Ein weiterer und tieferer Grund für die ständige Ausrede mit der Pressefreiheit scheint mir "das sogenannte Böse" zu sein, die Aggression also, die nach Konrad Lorenz zu unserem Verhaltensinventar gehört. Damit ist jeder von uns in geringerem oder stärkerem Ausmaß ausgestattet und bei den islamischen Massenprotesten äußert sie sich, wie sie sich eben dort äußert, und bei manchen hiesigen Journalisten äußert sie sich etwas raffinierter darin, dass man unfähig ist, zu sagen: "Es tut mir Leid, dass Euch das so getroffen hat." Bei dieser Form der Aggression kann man so tun, als ob das völlig korrekt und fortschrittlich sei, und dazu noch überheblich grinsen. In Wirklichkeit ist es eine Schweinerei.
Demokratie und Koexistenz in einer kleiner werdenden heterogenen Welt
Ich bin seit langem ein Befürworter von Volksabstimmungen. Unsere westliche Welt sähe meines Erachtens anders und besser aus, wenn wir generell Volksabstimmungen hätten wie in der Schweiz. Wenn wir nicht alle von den Konzernen manipuliert würden. Das einfache Volk kann sich ganz gut eine Meinung machen über die kompliziertesten Dinge, wie z.B. über die Vor- und Nachteile von Atomkraftwerken.

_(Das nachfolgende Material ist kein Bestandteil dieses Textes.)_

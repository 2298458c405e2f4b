//! FILENAME: persistence/src/sheet.rs
//! PURPOSE: The worksheet model: rows of cells plus the raw markup around
//! `<sheetData>`.
//! CONTEXT: A worksheet part is split into three pieces. The head (sheet
//! properties, dimension, views, columns) and the tail (merges, conditional
//! formats, drawings, ...) stay raw text; only the rows are parsed into
//! cells. On write the head gets its `<dimension>` and `<cols>` refreshed.

use crate::shared_strings::SharedStrings;
use crate::xml::{
    attributes, find_element, get_attribute, insertion_point, local_name, open_tag, unescape_hex,
    upsert_element_attributes,
};
use crate::PersistenceError;
use engine::{parse_a1, Cell, CellError, CellRange, CellValue, Formula};
use quick_xml::events::{BytesStart, Event};
use quick_xml::Reader;
use std::collections::BTreeMap;

/// One worksheet row. Cells are keyed by 0-based column.
#[derive(Debug, Clone, Default, PartialEq)]
pub struct Row {
    index: u32,
    /// Row attributes other than `r` and `spans` (height, hidden, style, ...).
    pub(crate) attributes: Vec<(String, String)>,
    pub(crate) cells: BTreeMap<u32, Cell>,
}

impl Row {
    pub fn new(index: u32) -> Self {
        Row {
            index,
            ..Row::default()
        }
    }

    pub fn index(&self) -> u32 {
        self.index
    }

    pub fn set_cell(&mut self, col: u32, cell: Cell) {
        self.cells.insert(col, cell);
    }

    pub fn cell(&self, col: u32) -> Option<&Cell> {
        self.cells.get(&col)
    }

    pub fn cell_mut(&mut self, col: u32) -> Option<&mut Cell> {
        self.cells.get_mut(&col)
    }

    pub fn cells(&self) -> impl Iterator<Item = (u32, &Cell)> {
        self.cells.iter().map(|(col, cell)| (*col, cell))
    }

    pub fn len(&self) -> usize {
        self.cells.len()
    }

    pub fn is_empty(&self) -> bool {
        self.cells.is_empty()
    }

    /// Columns spanned by the row's cells.
    pub(crate) fn column_span(&self) -> Option<(u32, u32)> {
        let first = self.cells.keys().next()?;
        let last = self.cells.keys().next_back()?;
        Some((*first, *last))
    }
}

#[derive(Debug, Clone)]
pub struct Sheet {
    name: String,
    pub(crate) part_name: String,
    head: String,
    tail: String,
    pub(crate) rows: BTreeMap<u32, Row>,
    column_widths: BTreeMap<u32, f64>,
}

Nur in einem Punkt mache ich eine Ausnahme, bei der Verständigung zwischen den Kulturen. Dies hat mir auch die Reaktion des Publikums bei Ihrer Sendung gezeigt. Hierzu kann man erst etwas sagen, wenn man andere Kulturen erlebt hat. Da es aber unmöglich ist, dass die große Mehrzahl der Menschen andere Kulturen erlebt (ein Urlaub an der türkischen Mittelmeerküste hat mit einem Kennenlernen der Türkei und ihrer Völker nichts zu tun), braucht es Vermittler, Leute, die die jeweils andere Kultur wirklich kennen, Leute, die nicht mehr beeindruckt sind von den oft auf den ersten Blick erschreckenden Äußerlichkeiten, die erkennen, dass die anderen im Grunde ganz ähnliche Menschen sind und dass die Unterschiede meist ihren guten Grund haben in dem anderen Klima, in den anderen ökonomischen Strukturen, in der anderen Geschichte.

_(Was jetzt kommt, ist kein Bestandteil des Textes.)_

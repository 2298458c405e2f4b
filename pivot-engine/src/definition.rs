//! FILENAME: pivot-engine/src/definition.rs
//! Pivot Table Definition - what a template pivot table IS.
//!
//! These structures describe a pivot table found in a template package:
//! where its source data lives, which source columns sit on which axis and
//! how value fields aggregate. They are read from the package once per
//! generation and never mutated while rows stream.

use engine::{AggregationType, CellRange};
use serde::{Deserialize, Serialize};

/// Index into the source data columns (0-based from the source range).
pub type FieldIndex = usize;

/// Caption used for the row axis header when the template gives none.
pub const DEFAULT_ROW_HEADER: &str = "Row Labels";
/// Caption used for the grand total row when the template gives none.
pub const DEFAULT_GRAND_TOTAL: &str = "Grand Total";

/// A value field with its aggregation function.
#[derive(Debug, Clone, PartialEq, Serialize, Deserialize)]
pub struct DataField {
    pub source_index: FieldIndex,
    /// Header caption, e.g. "Sum of Amount".
    pub name: String,
    pub aggregation: AggregationType,
}

impl DataField {
    pub fn new(source_index: FieldIndex, name: impl Into<String>, aggregation: AggregationType) -> Self {
        DataField {
            source_index,
            name: name.into(),
            aggregation,
        }
    }
}

/// Whether a pivot table can be recomputed from streamed rows.
#[derive(Debug, Clone, PartialEq, Eq)]
pub enum PivotShape {
    /// One row field, no column or page fields, at least one data field.
    SingleRowField { row_field: FieldIndex },
    /// Anything else; only the source range and refresh flag are updated.
    Unsupported(String),
}

/// The full configuration of one pivot table and its cache source.
#[derive(Debug, Clone, PartialEq, Serialize, Deserialize)]
pub struct PivotDefinition {
    pub name: String,
    /// Sheet holding the source data (`worksheetSource sheet`).
    pub source_sheet: String,
    /// Source rectangle including its header row.
    pub source_range: CellRange,
    /// Cache field names, one per source column.
    pub field_names: Vec<String>,
    pub row_fields: Vec<FieldIndex>,
    pub column_fields: Vec<FieldIndex>,
    pub page_fields: Vec<FieldIndex>,
    pub data_fields: Vec<DataField>,
    /// Where the rendered table sits on its host sheet.
    pub location: CellRange,
    pub row_header_caption: Option<String>,
    pub grand_total_caption: Option<String>,
}

impl PivotDefinition {
    pub fn new(name: impl Into<String>, source_sheet: impl Into<String>, source_range: CellRange) -> Self {
        PivotDefinition {
            name: name.into(),
            source_sheet: source_sheet.into(),
            source_range,
            field_names: Vec::new(),
            row_fields: Vec::new(),
            column_fields: Vec::new(),
            page_fields: Vec::new(),
            data_fields: Vec::new(),
            location: source_range,
            row_header_caption: None,
            grand_total_caption: None,
        }
    }

    pub fn shape(&self) -> PivotShape {
        if !self.column_fields.is_empty() {
            return PivotShape::Unsupported("column fields".to_string());
        }
        if !self.page_fields.is_empty() {
            return PivotShape::Unsupported("page fields".to_string());
        }
        if self.data_fields.is_empty() {
            return PivotShape::Unsupported("no data fields".to_string());
        }
        let width = self.source_range.columns() as usize;
        if self.data_fields.iter().any(|f| f.source_index >= width) {
            return PivotShape::Unsupported("data field outside source range".to_string());
        }
        match self.row_fields.as_slice() {
            [row_field] if *row_field < width => PivotShape::SingleRowField { row_field: *row_field },
            [_] => PivotShape::Unsupported("row field outside source range".to_string()),
            fields => PivotShape::Unsupported(format!("{} row fields", fields.len())),
        }
    }

    /// Header row of the source range.
    pub fn header_row(&self) -> u32 {
        self.source_range.first.0
    }

    /// Sheet column of a source field.
    pub fn source_column(&self, field: FieldIndex) -> u32 {
        self.source_range.first.1 + field as u32
    }

    pub fn row_header(&self) -> &str {
        self.row_header_caption.as_deref().unwrap_or(DEFAULT_ROW_HEADER)
    }

    pub fn grand_total(&self) -> &str {
        self.grand_total_caption.as_deref().unwrap_or(DEFAULT_GRAND_TOTAL)
    }
}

Nach so vielen falschen Hymnen über die Pressefreiheit in den letzten Wochen (damit meine ich nicht Ihre Sendung) muss ich es so sagen: Hierzulande reißt eben jeder die Fresse auf, auch wenn er nie ein halbes Jahr in Kurdistan oder sonst wo gelebt hat. Daher haben wir hier nicht nur eine Pressefreiheit sondern auch eine Fressefreiheit und die ist vom Übel.

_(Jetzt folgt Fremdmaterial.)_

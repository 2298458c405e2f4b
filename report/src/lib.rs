//! FILENAME: report/src/lib.rs
//! Report Module
//!
//! Fills spreadsheet templates with rows pulled from a data source. A
//! [`ReportDefinition`] names a template and a set of query mappings; the
//! [`ReportGenerator`] loads the template through the [`TemplateService`],
//! streams every mapping's rows into its target sheet, refreshes pivot
//! tables, evaluates formulas and writes the finished package.

pub mod config;
pub mod data_source;
pub mod definition;
pub mod error;
pub mod formatting;
pub mod generator;
pub mod query;
pub mod template;

pub use config::EngineConfig;
pub use data_source::{DataRow, DataSource, FieldValue, MemoryDataSource, RowStream};
pub use definition::{FieldAttribute, QueryMapping, ReportDefinition};
pub use error::{ConfigError, DataSourceError, QueryError, ReportError, TemplateError};
pub use formatting::FormatType;
pub use generator::{GenerationSummary, MappingSummary, ReportGenerator};
pub use query::ValidatedQuery;
pub use template::{DirectoryTemplateRepository, MemoryTemplateRepository, TemplateRepository, TemplateService};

Das war jetzt ein bisschen von meiner Aggression. Aber die will ich verlassen und ebenso all die Diskussionen und Argumentationen. Und ich fühle mich wie beim Eintreten in eine warme Stube, wenn ich den zum Vorbild nehme, der sagte: "Liebet eure Feinde, tut Gutes denen, die euch hassen. Segnet, die euch fluchen ..." oder an den denke, der sagte: "Deus caritas est." Es geht auch ohne Aggression.
Noch ein Wort zu der Phoenix-Sendung "Jesus' junge Garde" am 14.2. um 20.15 Uhr. Solche irrationalen Erscheinungen gibt es auch in unserer so aufgeklärten Kultur! Da waren einige Bilder doch sehr ähnlich mit den fanatischen Demonstrationen in den islamischen Ländern. Stehen wir mit unserer Rationalität wirklich über anderen?